In 2015, Picciotto was named editor-in-chief of The Journal of Neuroscience. Since taking over leadership at the journal, she has instituted a number of changes including eliminating submission fees for Society for Neuroscience members and restoring the ability of authors to publish supplementary data alongside their papers. Picciotto has also instituted new controls on statistical analysis and experimental design reporting. In a move to support pre-print publishing, Picciotto added The Journal of Neuroscience to the list of journals that will accept submissions directly from bioRxiv.

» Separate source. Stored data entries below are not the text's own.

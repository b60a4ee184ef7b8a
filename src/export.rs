// src/export.rs
// =============================================================================
// Output files: CSV tables and Markdown corpora.
//
// CSV follows RFC 4180: a field is quoted when it contains a comma, a quote
// or a line break, and quotes inside it are doubled.
//
// A Markdown corpus is the scraped content of many pages in one file. Pages
// are separated by a horizontal rule ("---"); scraped fragments only by a
// blank line, so the extract step splits them back into records.
// =============================================================================

use anyhow::{Context, Result};
use std::fs;
use std::path::Path;

pub const SECTION_SEPARATOR: &str = "\n\n---\n\n";

// Writes a CSV file with a header row
pub fn write_csv<H: AsRef<str>>(path: &Path, header: &[H], rows: &[Vec<String>]) -> Result<()> {
    let mut out = String::new();
    push_row(&mut out, header.iter().map(|h| h.as_ref()));
    for row in rows {
        push_row(&mut out, row.iter().map(String::as_str));
    }
    fs::write(path, out).with_context(|| format!("Failed to write {}", path.display()))
}

fn push_row<'a>(out: &mut String, fields: impl Iterator<Item = &'a str>) {
    let line: Vec<String> = fields.map(csv_escape).collect();
    out.push_str(&line.join(","));
    out.push('\n');
}

pub fn csv_escape(field: &str) -> String {
    if field.contains([',', '"', '\n', '\r']) {
        format!("\"{}\"", field.replace('"', "\"\""))
    } else {
        field.to_string()
    }
}

// A page's section in a Markdown corpus: "# <url>" heading, then content
pub fn page_section(url: &str, markdown: &str) -> String {
    format!("# {}\n\n{}", url, markdown.trim())
}

// Joins sections with `separator` and writes them (truncating)
//
// Empty sections are skipped. Returns the number of sections written.
pub fn write_markdown_corpus<S: AsRef<str>>(path: &Path, sections: &[S], separator: &str) -> Result<usize> {
    let kept: Vec<&str> = sections
        .iter()
        .map(|s| s.as_ref().trim())
        .filter(|s| !s.is_empty())
        .collect();

    let mut body = kept.join(separator);
    if !body.is_empty() {
        body.push('\n');
    }
    fs::write(path, body).with_context(|| format!("Failed to write {}", path.display()))?;
    Ok(kept.len())
}

// Cuts a string to at most `max` characters (not bytes), for previews
pub fn truncate_chars(text: &str, max: usize) -> &str {
    match text.char_indices().nth(max) {
        Some((idx, _)) => &text[..idx],
        None => text,
    }
}
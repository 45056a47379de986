//! Kinematic integration system.
//!
//! Updates Position from Velocity each tick: position += velocity * dt.
//! Runs last in the update pass — every per-kind system does its
//! pre-movement work (clamps, latches, lifetimes) before this.

use hecs::World;

use subhunt_core::constants::DT;
use subhunt_core::types::{Position, Velocity};

/// Run kinematic integration for all entities with Position + Velocity.
pub fn run(world: &mut World) {
    for (_entity, (pos, vel)) in world.query_mut::<(&mut Position, &Velocity)>() {
        pos.x += vel.x * DT;
        pos.y += vel.y * DT;
    }
}
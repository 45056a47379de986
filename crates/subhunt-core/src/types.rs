//! Fundamental geometric and simulation types.
//!
//! Screen coordinates: x grows rightward, y grows downward.
//! The water surface is a horizontal line; depth increases with y.

use serde::{Deserialize, Serialize};

/// 2D position in world space (pixels).
#[derive(Debug, Clone, Copy, Default, PartialEq, Serialize, Deserialize)]
pub struct Position {
    pub x: f64,
    pub y: f64,
}

/// 2D velocity in world space (pixels per second).
#[derive(Debug, Clone, Copy, Default, PartialEq, Serialize, Deserialize)]
pub struct Velocity {
    pub x: f64,
    pub y: f64,
}

/// Axis-aligned bounding box covering `[x, x+width) x [y, y+height)`.
#[derive(Debug, Clone, Copy, Default, PartialEq, Serialize, Deserialize)]
pub struct Aabb {
    pub x: f64,
    pub y: f64,
    pub width: f64,
    pub height: f64,
}

/// Simulation time tracking.
#[derive(Debug, Clone, Copy, Default, Serialize, Deserialize)]
pub struct SimTime {
    /// Current tick number (increments by 1 each tick).
    pub tick: u64,
    /// Elapsed simulation time in seconds.
    pub elapsed_secs: f64,
}

impl Position {
    pub fn new(x: f64, y: f64) -> Self {
        Self { x, y }
    }
}

impl Velocity {
    pub fn new(x: f64, y: f64) -> Self {
        Self { x, y }
    }

    /// Speed magnitude (px/s).
    pub fn speed(&self) -> f64 {
        (self.x * self.x + self.y * self.y).sqrt()
    }
}

impl Aabb {
    pub fn new(x: f64, y: f64, width: f64, height: f64) -> Self {
        Self {
            x,
            y,
            width,
            height,
        }
    }

    /// Build a box from an entity's position and extents.
    pub fn from_parts(pos: Position, width: f64, height: f64) -> Self {
        Self::new(pos.x, pos.y, width, height)
    }

    /// Closed/open overlap test: the edges `x+width` and `y+height` are
    /// exclusive, so boxes that merely touch do not intersect. Symmetric
    /// and well-defined for zero-extent (point) boxes.
    pub fn intersects(&self, other: &Aabb) -> bool {
        self.x < other.x + other.width
            && other.x < self.x + self.width
            && self.y < other.y + other.height
            && other.y < self.y + self.height
    }
}

impl SimTime {
    /// Seconds per tick at the fixed tick rate.
    pub fn dt(&self) -> f64 {
        1.0 / crate::constants::TICK_RATE as f64
    }

    /// Advance by one tick.
    pub fn advance(&mut self) {
        self.tick += 1;
        self.elapsed_secs += self.dt();
    }
}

She has also started initiatives on social media to thank scientists who participate in peer review at the journal.

Awards

President Bill Clinton presented Picciotto with the Presidential Early Career Award for Scientists and Engineers at the White House in 2000. She received the Jacob P. Waletzky Memorial Award for Innovative Research in Drug Addiction and Alcohol Research from The Society for Neuroscience in 2007. Picciotto was elected as an AAAS fellow of the American Association for the Advancement of Science in 2014, and was elected to the National Academy of Medicine in 2012. In 2019, Picciotto was among 11 scientists awarded the National Institutes of Health’s Pioneer Award. That same year, she was awarded the Bernice Grafstein award for advancing the careers of women in neuroscience.